As of the 2020 census, Rocky Top had a population of 1,628. The median age was 39.3 years. 24.5% of residents were under the age of 18 and 16.7% of residents were 65 years of age or older. For every 100 females there were 92.0 males, and for every 100 females age 18 and over there were 85.9 males age 18 and over.

0.0% of residents lived in urban areas, while 100.0% lived in rural areas.

There were 703 households in Rocky Top, of which 31.4% had children under the age of 18 living in them. Of all households, 29.4% were married-couple households, 22.8% were households with a male householder and no spouse or partner present, and 36.4% were households with a female householder and no spouse or partner present. About 33.7% of all households were made up of individuals and 14.5% had someone living alone who was 65 years of age or older.

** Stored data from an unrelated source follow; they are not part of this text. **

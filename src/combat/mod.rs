//! Combat formulas: damage, accuracy, and double-attack determination.
//!
//! All functions are pure. Results are not clamped; a negative damage or an
//! accuracy over 100 is passed through for the caller to interpret.

use crate::config::EFFECTIVE_MIGHT_MULTIPLIER;
use crate::model::{attack_speed, GameUnit, Weapon};
use serde::{Deserialize, Serialize};
use std::fmt;

/// Whether either side gets a second strike in one round.
#[derive(Debug, Clone, Copy, PartialEq, Eq, Hash, Serialize, Deserialize)]
pub enum RepeatedAttack {
    WillDoubleAttack,
    WillBeDoubleAttacked,
    NoDoubleAttack,
}

impl fmt::Display for RepeatedAttack {
    fn fmt(&self, f: &mut fmt::Formatter<'_>) -> fmt::Result {
        let s = match self {
            RepeatedAttack::WillDoubleAttack => "Will double attack",
            RepeatedAttack::WillBeDoubleAttacked => "Will be double attacked",
            RepeatedAttack::NoDoubleAttack => "No double attack",
        };
        f.write_str(s)
    }
}

/// Compare attack speeds. The attacker only doubles with a positive attack speed of its own;
/// being doubled depends on the difference alone. Equal speeds never double.
pub fn repeated_attack_status(
    attacker: &GameUnit,
    attacker_weapon: &Weapon,
    defender: &GameUnit,
    defender_weapon: &Weapon,
) -> RepeatedAttack {
    let own = attack_speed(attacker, attacker_weapon);
    let diff = own - attack_speed(defender, defender_weapon);
    if diff > 0 && own > 0 {
        RepeatedAttack::WillDoubleAttack
    } else if diff < 0 {
        RepeatedAttack::WillBeDoubleAttacked
    } else {
        RepeatedAttack::NoDoubleAttack
    }
}

/// Might multiplier of `weapon` against `defender`.
pub fn might_multiplier(weapon: &Weapon, defender: &GameUnit) -> i32 {
    if weapon.is_effective_against(defender.unit_type.as_deref()) {
        EFFECTIVE_MIGHT_MULTIPLIER
    } else {
        1
    }
}

/// Damage per hit. Magic ignores strength and is reduced by resistance; physical by defense.
pub fn damage(attacker: &GameUnit, weapon: &Weapon, defender: &GameUnit) -> i32 {
    let might = weapon.might * might_multiplier(weapon, defender);
    if weapon.magic {
        might - defender.resistance
    } else {
        attacker.strength + might - defender.defense
    }
}

/// Hit chance before display clamping. `defender_terrain_bonus` is the evasion bonus of the
/// tile the unit being attacked stands on; magic evasion uses luck and ignores terrain.
pub fn accuracy(
    attacker: &GameUnit,
    attacker_weapon: &Weapon,
    defender: &GameUnit,
    defender_weapon: &Weapon,
    defender_terrain_bonus: i32,
) -> i32 {
    let (hit_rate, evade_rate) = if attacker_weapon.magic {
        (attacker_weapon.hit, defender.luck)
    } else {
        (
            attacker.skill + attacker_weapon.hit,
            attack_speed(defender, defender_weapon) + defender_terrain_bonus,
        )
    };
    hit_rate - evade_rate
}

#[cfg(test)]
mod tests {
    use super::*;
    use crate::model::fixtures::{unit, weapon};

    #[test]
    fn equal_speeds_never_double() {
        let mut a = unit("A");
        a.speed = 2;
        let mut d = unit("D");
        d.speed = 2;
        let heavy = weapon("Axe", 8, 5, 70);
        assert_eq!(attack_speed(&a, &heavy), -3);
        assert_eq!(
            repeated_attack_status(&a, &heavy, &d, &heavy),
            RepeatedAttack::NoDoubleAttack
        );
        a.speed = 9;
        d.speed = 9;
        assert_eq!(
            repeated_attack_status(&a, &heavy, &d, &heavy),
            RepeatedAttack::NoDoubleAttack
        );
    }

    #[test]
    fn faster_attacker_doubles() {
        let mut a = unit("A");
        a.speed = 10;
        let mut d = unit("D");
        d.speed = 4;
        let sword = weapon("Sword", 5, 2, 90);
        assert_eq!(
            repeated_attack_status(&a, &sword, &d, &sword),
            RepeatedAttack::WillDoubleAttack
        );
        assert_eq!(
            repeated_attack_status(&d, &sword, &a, &sword),
            RepeatedAttack::WillBeDoubleAttacked
        );
    }

    #[test]
    fn faster_but_nonpositive_attacker_does_not_double() {
        let mut a = unit("A");
        a.speed = 3;
        let mut d = unit("D");
        d.speed = 1;
        let heavy = weapon("Hammer", 10, 8, 60);
        // -5 vs -7: attacker is faster but its own attack speed is negative
        assert_eq!(
            repeated_attack_status(&a, &heavy, &d, &heavy),
            RepeatedAttack::NoDoubleAttack
        );
        a.speed = 8;
        // 0 vs -7
        assert_eq!(
            repeated_attack_status(&a, &heavy, &d, &heavy),
            RepeatedAttack::NoDoubleAttack
        );
    }

    #[test]
    fn slower_attacker_is_doubled_even_with_negative_speed() {
        let mut a = unit("A");
        a.speed = 1;
        let mut d = unit("D");
        d.speed = 3;
        let heavy = weapon("Hammer", 10, 8, 60);
        assert_eq!(
            repeated_attack_status(&a, &heavy, &d, &heavy),
            RepeatedAttack::WillBeDoubleAttacked
        );
    }

    #[test]
    fn physical_damage() {
        let mut a = unit("A");
        a.strength = 10;
        let mut d = unit("D");
        d.defense = 3;
        d.unit_type = Some("armor".to_string());
        let mut w = weapon("Lance", 5, 3, 80);
        w.effective_against.insert("cavalry".to_string());
        assert_eq!(damage(&a, &w, &d), 12);
    }

    #[test]
    fn effective_damage_triples_might() {
        let mut a = unit("A");
        a.strength = 10;
        let mut d = unit("D");
        d.defense = 3;
        d.unit_type = Some("cavalry".to_string());
        let mut w = weapon("Horseslayer", 5, 3, 80);
        w.effective_against.insert("cavalry".to_string());
        assert_eq!(damage(&a, &w, &d), 22);
    }

    #[test]
    fn untyped_defender_takes_normal_damage() {
        let mut a = unit("A");
        a.strength = 10;
        let mut d = unit("D");
        d.defense = 3;
        let mut w = weapon("Bow", 5, 1, 90);
        w.effective_against.insert("flier".to_string());
        assert_eq!(might_multiplier(&w, &d), 1);
        assert_eq!(damage(&a, &w, &d), 12);
    }

    #[test]
    fn magic_damage_uses_resistance_only() {
        let mut a = unit("A");
        a.strength = 50;
        let mut d = unit("D");
        d.defense = 0;
        d.resistance = 4;
        d.unit_type = Some("dragon".to_string());
        let mut w = weapon("Excalibur", 10, 1, 90);
        w.magic = true;
        assert_eq!(damage(&a, &w, &d), 6);
        w.effective_against.insert("dragon".to_string());
        assert_eq!(damage(&a, &w, &d), 26);
    }

    #[test]
    fn damage_is_not_clamped() {
        let mut a = unit("A");
        a.strength = 1;
        let mut d = unit("D");
        d.defense = 15;
        assert_eq!(damage(&a, &weapon("Iron Sword", 5, 2, 100), &d), -9);
    }

    #[test]
    fn physical_accuracy_with_terrain() {
        let mut a = unit("A");
        a.skill = 5;
        let mut d = unit("D");
        d.speed = 8;
        let aw = weapon("Sword", 5, 2, 10);
        let dw = weapon("Lance", 7, 2, 80);
        assert_eq!(accuracy(&a, &aw, &d, &dw, 4), 5);
    }

    #[test]
    fn magic_accuracy_ignores_skill_and_terrain() {
        let mut a = unit("A");
        a.skill = 20;
        let mut d = unit("D");
        d.luck = 12;
        d.speed = 30;
        let mut tome = weapon("Thunder", 6, 3, 80);
        tome.magic = true;
        let dw = weapon("Lance", 7, 2, 80);
        assert_eq!(accuracy(&a, &tome, &d, &dw, 30), 68);
    }

    #[test]
    fn accuracy_is_not_clamped() {
        let mut a = unit("A");
        a.skill = 20;
        let mut d = unit("D");
        d.speed = 0;
        let aw = weapon("Sword", 5, 2, 100);
        let dw = weapon("Axe", 8, 5, 70);
        // 120 - (0 - 5) - 0
        assert_eq!(accuracy(&a, &aw, &d, &dw, 0), 125);
        assert_eq!(accuracy(&a, &aw, &d, &dw, 200), -75);
    }

    #[test]
    fn status_text() {
        assert_eq!(RepeatedAttack::WillDoubleAttack.to_string(), "Will double attack");
        assert_eq!(
            RepeatedAttack::WillBeDoubleAttacked.to_string(),
            "Will be double attacked"
        );
        assert_eq!(RepeatedAttack::NoDoubleAttack.to_string(), "No double attack");
    }
}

There were 811 housing units, of which 13.3% were vacant. The homeowner vacancy rate was 4.3% and the rental vacancy rate was 5.4%.

Racial composition as of the 2020 census
| Race | Number | Percent |
|---|---|---|
| White | 1,481 | 91.0% |
| Black or African American | 12 | 0.7% |
| American Indian and Alaska Native | 8 | 0.5% |
| Asian | 6 | 0.4% |
| Native Hawaiian and Other Pacific Islander | 0 | 0.0% |
| Some other race | 8 | 0.5% |
| Two or more races | 113 | 6.9% |
| Hispanic or Latino (of any race) | 24 | 1.5% |

===2000 census===

As of the 2000 census, there were 1,888 people, 815 households, and 485 families residing in the town. The population density was 1,186.1 PD/sqmi. There were 900 housing units at an average density of 565.4 /mi2. The racial makeup of the town was 98.78% White, 0.11% African American, 0.48% Native American, 0.16% Asian, 0.26% from other races, and 0.21% from two or more races. Hispanic or Latino of any race were 0.42% of the population.

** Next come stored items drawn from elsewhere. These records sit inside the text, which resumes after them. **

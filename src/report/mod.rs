//! Text and JSON rendering of battle reports and resolution diagnostics.

use crate::error::ResolutionDump;
use crate::resolve::{BattleReport, DefenderOutcome, Pairing};
use crate::util::join_names;
use clap::ValueEnum;

#[derive(Debug, Clone, Copy, PartialEq, Eq, Default, ValueEnum)]
pub enum OutputFormat {
    #[default]
    Text,
    Json,
}

pub fn render(report: &BattleReport, format: OutputFormat) -> Result<String, String> {
    match format {
        OutputFormat::Text => Ok(render_text(report)),
        OutputFormat::Json => render_json(report),
    }
}

pub fn render_json(report: &BattleReport) -> Result<String, String> {
    serde_json::to_string_pretty(report).map_err(|e| e.to_string())
}

/// One header per defender, then one line per attacker weapon.
pub fn render_text(report: &BattleReport) -> String {
    let mut out = String::new();
    for outcome in &report.outcomes {
        match outcome {
            DefenderOutcome::Engaged(d) => {
                out.push_str(&format!("Defender: {} ({})\n", d.defender, d.defender_weapon));
                for p in &d.pairings {
                    out.push_str(&pairing_line(p));
                    out.push('\n');
                }
            }
            DefenderOutcome::Unarmed { defender } => {
                out.push_str(&format!("Weapon not found for defender: {}\n", defender));
            }
        }
    }
    out
}

fn pairing_line(p: &Pairing) -> String {
    format!(
        "Weapon: {}, Accuracy: {}, Attack Damage: {}, {}, Damage Received: {}, Accuracy: {}",
        p.weapon,
        p.attacker_accuracy,
        p.attacker_damage,
        p.repeated_attack,
        p.defender_damage,
        p.defender_accuracy
    )
}

/// Diagnostic listing of what did and did not resolve.
pub fn render_dump(dump: &ResolutionDump) -> String {
    format!(
        "Attacker: {}\nAttacker weapons: {}\nDefenders: {}\nNot found: {}\n",
        dump.attacker.as_deref().unwrap_or("none"),
        join_names(&dump.attacker_weapons),
        join_names(&dump.defenders),
        join_names(&dump.missing)
    )
}
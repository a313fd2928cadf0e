//! Error kinds surfaced to the CLI and their exit codes.

use serde::Serialize;
use std::path::PathBuf;
use thiserror::Error;

/// What the driver managed to resolve before giving up on the roster lookup.
#[derive(Debug, Clone, Default, PartialEq, Eq, Serialize)]
pub struct ResolutionDump {
    pub attacker: Option<String>,
    pub attacker_weapons: Vec<String>,
    pub defenders: Vec<String>,
    pub missing: Vec<String>,
}

#[derive(Debug, Error)]
pub enum CalcError {
    #[error("invalid arguments: {0}")]
    InvalidArguments(String),

    #[error("one of the requested units or the attacker's weapons was not found")]
    UnresolvedEntity(ResolutionDump),

    #[error("weapon not found for defender: {defender}")]
    UnresolvedWeapon { defender: String },

    #[error("failed to load {}: {message}", path.display())]
    Load { path: PathBuf, message: String },

    #[error("failed to render report: {0}")]
    Output(String),
}

impl CalcError {
    pub fn load(path: impl Into<PathBuf>, message: impl ToString) -> Self {
        CalcError::Load {
            path: path.into(),
            message: message.to_string(),
        }
    }

    /// Process exit code for this error kind.
    pub fn exit_code(&self) -> u8 {
        match self {
            CalcError::Load { .. } | CalcError::Output(_) => 1,
            CalcError::InvalidArguments(_) => 2,
            CalcError::UnresolvedEntity(_) => 3,
            CalcError::UnresolvedWeapon { .. } => 4,
        }
    }
}

pub type Result<T> = std::result::Result<T, CalcError>;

There were 815 households, out of which 27.9% had children under the age of 18 living with them, 38.7% were married couples living together, 16.9% had a female householder with no husband present, and 40.4% were non-families. 37.3% of all households were made up of individuals, and 19.5% had someone living alone who was 65 years of age or older. The average household size was 2.17 and the average family size was 2.84.

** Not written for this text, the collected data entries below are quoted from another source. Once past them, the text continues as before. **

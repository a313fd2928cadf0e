//! Unit and weapon model: armory, roster, and the per-unit capability queries.

mod queries;

pub use queries::{attack_speed, primary_weapon, usable_weapons};
use serde::Deserialize;
use std::collections::BTreeSet;

/// A weapon definition from the armory file.
#[derive(Debug, Clone, PartialEq, Eq, Deserialize)]
#[serde(rename_all = "camelCase")]
pub struct Weapon {
    pub name: String,
    /// Base power.
    pub might: i32,
    /// Subtracted from the wielder's speed to get attack speed.
    pub weight: i32,
    /// Base accuracy.
    pub hit: i32,
    /// Unit types that take tripled might from this weapon.
    #[serde(default)]
    pub effective_against: BTreeSet<String>,
    /// Magic weapons hit resistance and are evaded with luck.
    #[serde(default)]
    pub magic: bool,
}

impl Weapon {
    /// True when `unit_type` is set and listed in this weapon's effectiveness tags.
    pub fn is_effective_against(&self, unit_type: Option<&str>) -> bool {
        unit_type
            .map(|t| self.effective_against.contains(t))
            .unwrap_or(false)
    }

    pub fn stats(&self) -> [(&'static str, i32); 3] {
        [
            ("might", self.might),
            ("weight", self.weight),
            ("hit", self.hit),
        ]
    }
}

/// Weapon catalog. Order is declaration order; names are expected to be unique.
#[derive(Debug, Clone, Default, PartialEq, Eq, Deserialize)]
pub struct Armory {
    #[serde(default)]
    pub weapons: Vec<Weapon>,
}

impl Armory {
    /// First weapon with exactly this name.
    pub fn find(&self, name: &str) -> Option<&Weapon> {
        self.weapons.iter().find(|w| w.name == name)
    }
}

/// A unit definition from the roster file.
#[derive(Debug, Clone, PartialEq, Eq, Deserialize)]
#[serde(rename_all = "camelCase")]
pub struct GameUnit {
    pub name: String,
    pub hp: i32,
    pub strength: i32,
    pub skill: i32,
    pub speed: i32,
    pub luck: i32,
    pub defense: i32,
    pub resistance: i32,
    /// Carried through from the data file; not used by the combat math.
    pub weapon_level: i32,
    /// Tag such as "cavalry" or "flier", matched against weapon effectiveness.
    #[serde(default)]
    pub unit_type: Option<String>,
    /// Weapon names, resolved against the armory on demand. May name unknown weapons.
    #[serde(default)]
    pub weapons: Vec<String>,
}

impl GameUnit {
    /// All integer stats with their on-disk names, for bounds checks.
    pub fn stats(&self) -> [(&'static str, i32); 8] {
        [
            ("hp", self.hp),
            ("strength", self.strength),
            ("skill", self.skill),
            ("speed", self.speed),
            ("luck", self.luck),
            ("defense", self.defense),
            ("resistance", self.resistance),
            ("weaponLevel", self.weapon_level),
        ]
    }
}

/// The unit roster.
#[derive(Debug, Clone, Default, PartialEq, Eq, Deserialize)]
pub struct GameUnits {
    #[serde(default)]
    pub units: Vec<GameUnit>,
}

impl GameUnits {
    /// First unit with exactly this name (case-sensitive).
    pub fn find(&self, name: &str) -> Option<&GameUnit> {
        self.units.iter().find(|u| u.name == name)
    }
}

/// Names that occur more than once, each reported once, in first-seen order.
pub fn duplicate_names<'a>(names: impl IntoIterator<Item = &'a str>) -> Vec<String> {
    let mut seen = BTreeSet::new();
    let mut dups = Vec::new();
    for n in names {
        if !seen.insert(n) && !dups.iter().any(|d: &String| d == n) {
            dups.push(n.to_string());
        }
    }
    dups
}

In the town, the population was spread out, with 21.9% under the age of 18, 5.9% from 18 to 24, 24.8% from 25 to 44, 23.8% from 45 to 64, and 23.5% who were 65 years of age or older. The median age was 43 years. For every 100 females, there were 78.4 males. For every 100 females age 18 and over, there were 71.3 males.

The median income for a household in the town was $14,844, and the median income for a family was $21,895. Males had a median income of $25,469 versus $17,115 for females. The per capita income for the town was $10,615. About 31.8% of families and 32.0% of the population were below the poverty line, including 31.7% of those under age 18 and 23.7% of those age 65 or over.

==Parks and recreation==
Norris Dam State Park is located near Rocky Top.

==Notable people==
Rocky Top is the hometown of songwriter Dean Dillon, whose songs have become hits for singers including George Strait, Toby Keith, Keith Whitley, George Jones, and Kenny Chesney. Rocky Top (then Coal Creek) was also the birthplace of early 20th century artist Catherine Wiley (1879–1958).